The Belchers are also perfectly preserved in time. Bob is old enough for adults to identify with his world-weary attitude, yet still young at heart. The kids aren’t in diapers or aged out of childhood. Tina is a 13-year-old, so she can babysit but she’s not too cool for family time. Louise, at nine, is the sharpest of the lot, often manipulating the group to do what she wants (in a wicked spin on youngest child syndrome). For parents, this is the ideal moment in time, when your kids are all still at home, when you can talk to them, teach them, and have fun with them. The terrible twos are over, an empty nest still far off. For kids, the wacky comedy and free-roaming adventures are entertainment enough, which doubles for older viewers who want to relive their childhood highlights. Maybe you don’t want to be a parent. Maybe you’re too young to think about it. Maybe you just want to look back and not forward. No matter what, “Bob’s Burgers” has you covered.
Because this is television — animated television, especially — the dynamic doesn’t have to change. Everyone stays the same age, even as a wealth of memories build up season after season. “Bob’s Burgers” sustains an unsustainable part of life and let’s viewers appreciate it for even longer than they’ll experience it themselves.

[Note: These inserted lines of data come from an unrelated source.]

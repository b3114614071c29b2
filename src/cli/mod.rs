pub mod chat;
pub mod memory;
pub mod status;

use anyhow::Result;
use std::io::Write;

/// Print `prompt` and read one trimmed line from stdin. `None` on EOF.
pub(crate) fn read_line(prompt: &str) -> Result<Option<String>> {
    print!("{prompt}");
    std::io::stdout().flush()?;

    let mut input = String::new();
    if std::io::stdin().read_line(&mut input)? == 0 {
        return Ok(None);
    }
    Ok(Some(input.trim().to_string()))
}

When I joined IndieWire full-time, my first article was on “Bob’s Burgers.” It’s safe to say plenty has changed for me in those six years, from getting promoted to getting married, and even though I don’t have kids, I often think about them. While it would be nice to simply say the show hasn’t changed in that time, it has. Bouchard went off to make another show, the Apple TV+ comedy “Central Park.” Some seasons are better than others. A movie is still in the works. Staff turnover, scheduling tweaks, and narrative developments keep coming, as they always do. But the illusion of fixed continuity remains. “Bob’s Burgers” is the same show I’ve been watching for 200 episodes. Its fantasy is part of my reality and vice versa.
Long may it cook.
“Bob’s Burgers” airs new episodes Sundays at 9 p.m. ET on Fox. All episodes are available to stream on Hulu.